Gender Basied From the Letters That Exist in Name#

Author: Jacqueline Jia

Course Project, UC Irvine, Math 10, F23

Introduction#

My goal is using a set of names and their corresponding gender of name, I wish to find if there is any correlation between the letters used in said name to indicate where any random name can be deteremented to be female or male. There are obvious limiation, as it’s based from a list from the govenment which only implements male or females names, and any trans represtiation is most likly to be lost. There is also limitation where it comes to what we have, as there are many different ways to calculate this.

The way I should do this is by first cleaning the data, but also manipulating into a way in which we can be used for later. Because of the size of this data, I will also be only taking a portion of the total data.

Adding new coulmns#

As stated before, we are adding new columns while removing the ones that are completely useless for us.

import numpy as np
import pandas as pd
df = pd.read_csv("Names")
df = df.drop('Count',axis = 1)
#total_n will be our how much of the data we are going to take from the total data
total_n = 2000
df_sample = df.copy()
df_sample = df_sample.sample(total_n,random_state = 108)
size = []
for i in range(total_n):
    size.append(len(df_sample.iloc[i,0]))
#Now after having a list of size, we can add it back to the main dataset

df_sample = df_sample.assign(Size = size)
max_size = max(df_sample['Size']) #Because the max length is [], then make [] columns to add for this dataset

#Create an empty dataset with 0, which just helps for later, thus any names with less then the max will not be nun
for i in range(max_size):
    df_sample[f'Letter {i}'] = 0 
#Now we got to do some dictionary shenanigans, which require dictionaries
#On a serious note, this is mostly to "number" everything, just so we can use things we learned in class
#This does limit what we can use, as these "number" aren't numbers, but we are placing vaule of how common these letters exist
Gender = {
    'F':1,
    'M':0
}

Letters = {
    24:'a',
    240: 'A',
    7:'b',
    700: 'B',
    14:'c',
    140: 'C',
    17:'d',
    170: 'D',
    26:'e',
    260: 'E',
    12:'f',
    120: 'F',
    9:'g',
    900: 'G',
    19:'h',
    190: 'H',
    23:'i',
    230: 'I',
    3:'j',
    300: 'J',
    5:'k',
    5: 'K',
    16:'l',
    160: 'L',
    13:'m',
    130: 'M',
    22:'n',
    220: 'N',
    21:'o',
    210: 'O',
    8:'p',
    800: 'P',
    4:'q',
    400: 'Q',
    18:'r',
    1800: 'R',
    20:'s',
    200: 'S',
    25:'t',
    250: 'T',
    15:'u',
    150: 'U',
    6:'v',
    600: 'V',
    11:'w',
    111: 'W',
    2:'x',
    200: 'X',
    10:'y',
    110: 'Y',
    1:'z',
    100: 'Z',
}

Numbers = {}
for a,b in Letters.items():
    Numbers[b] = a
#This is used for a few things later
shape = df_sample.shape
#Again, we just making the gender into something the system can read and something we can manpulate later.

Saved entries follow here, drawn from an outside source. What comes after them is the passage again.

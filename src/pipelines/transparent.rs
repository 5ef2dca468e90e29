use crate::{
    data_structures::{
        instance::InstanceRaw,
        model::{ModelVertex, Vertex},
        texture::Texture,
    },
    pipelines::basic::{house_shader, mk_pipeline_layout, mk_render_pipeline},
};

/**
 * Same shader and layout as the basic pipeline, blended over what is already
 * drawn. Materials flagged transparent go through here after all opaque ones.
 */
pub fn mk_transparent_pipeline(
    device: &wgpu::Device,
    config: &wgpu::SurfaceConfiguration,
    material_bind_group_layout: &wgpu::BindGroupLayout,
    camera_bind_group_layout: &wgpu::BindGroupLayout,
    light_bind_group_layout: &wgpu::BindGroupLayout,
) -> wgpu::RenderPipeline {
    let render_pipeline_layout = mk_pipeline_layout(
        device,
        material_bind_group_layout,
        camera_bind_group_layout,
        light_bind_group_layout,
    );
    mk_render_pipeline(
        device,
        &render_pipeline_layout,
        config.format,
        Some(wgpu::BlendState::ALPHA_BLENDING),
        Some(Texture::DEPTH_FORMAT),
        &[ModelVertex::desc(), InstanceRaw::desc()],
        house_shader(),
    )
}
mod common;

use common::close;
use cgmath::Vector3;
use haunted_house::{
    Preset,
    lighting::{GhostPath, LightingRig},
};

fn times() -> impl Iterator<Item = f32> {
    (0..400).map(|i| i as f32 * 0.37)
}

#[test]
fn first_ghost_circles_at_radius_four() {
    for t in times() {
        let expected = Vector3::new(
            4.0 * (0.5 * t).cos(),
            (3.0 * t).sin(),
            4.0 * (0.5 * t).sin(),
        );
        assert!(close(GhostPath::Inner.position(t), expected), "t = {t}");
    }
}

#[test]
fn second_ghost_counter_rotates() {
    for t in times() {
        let angle = -0.32 * t;
        let expected = Vector3::new(
            5.0 * (2.0 * angle).cos(),
            (4.0 * t).cos() + (2.5 * t).sin(),
            5.0 * (2.0 * angle).sin(),
        );
        assert!(close(GhostPath::Middle.position(t), expected), "t = {t}");
    }
}

#[test]
fn third_ghost_breathes_on_each_axis() {
    for t in times() {
        let angle = -0.18 * t;
        let p = GhostPath::Outer.position(t);
        assert!((p.x - angle.cos() * 7.0 * (0.32 * t).sin()).abs() < 1e-4);
        assert!((p.z - angle.sin() * 7.0 * (0.5 * t).sin()).abs() < 1e-4);
        assert!((p.y - ((4.0 * t).sin() + (2.5 * t).sin())).abs() < 1e-4);
    }
}

#[test]
fn animate_moves_only_ghosts() {
    let mut rig = LightingRig::new(Preset::Haunted);
    let before = rig.clone();
    rig.animate(12.5);

    assert_eq!(rig.ambient, before.ambient);
    assert_eq!(rig.moon, before.moon);
    assert_eq!(rig.door, before.door);
    for ghost in &rig.ghosts {
        assert!(close(ghost.light.position, ghost.path.position(12.5)));
        assert_eq!(ghost.light.intensity, 2.0);
        assert_eq!(ghost.light.distance, 3.0);
    }
}

#[test]
fn presets_differ_in_the_door_light() {
    let classic = LightingRig::new(Preset::Classic);
    let haunted = LightingRig::new(Preset::Haunted);
    assert_eq!(classic.door.intensity, 3.0);
    assert_eq!(haunted.door.intensity, 1.0);
    assert_eq!(classic.door.position, haunted.door.position);
    assert_eq!(classic.point_lights().count(), 4);
}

Note: Gender_no => Gender Number or No. 
df_sample['Gender_no'] = 0
for i in range(total_n):
    df_sample.iloc[i, shape[1]] = Gender[df_sample.iloc[i,1]]
#The main goal here is to make every letter in it's own spot, making it easier to account for it separately
for i in range(total_n):
    for j in range(len(df_sample.iloc[i,0])):
        if df_sample.iloc[i,0][j] in Numbers:
            df_sample.iloc[i,4+j] = Numbers[df_sample.iloc[i,0][j]]
        else: 
            df_sample.iloc[i,4+j] = 1

#Note the else is here because '-' or special characters exist, and we aren't going to account for them
#Also yea, I know it takes a while, so don't put any super crazy total_n

Testing Different Combinations of Tests and Inputs#

Using what we have, we can start trying to apply different test to different aspects of this data to see if there is any sort of accuate representation to gender

#First test is just based from size, even though we can probabily already guess that this isn't going to tell us much
# first we got to divide into 2 different sections, test and train
from sklearn.model_selection import train_test_split
from sklearn.linear_model import LogisticRegression
import altair as alt 

X_train, X_test, y_train, y_test = train_test_split(df_sample[['Size']],df_sample['Gender'],test_size=.40,random_state=108)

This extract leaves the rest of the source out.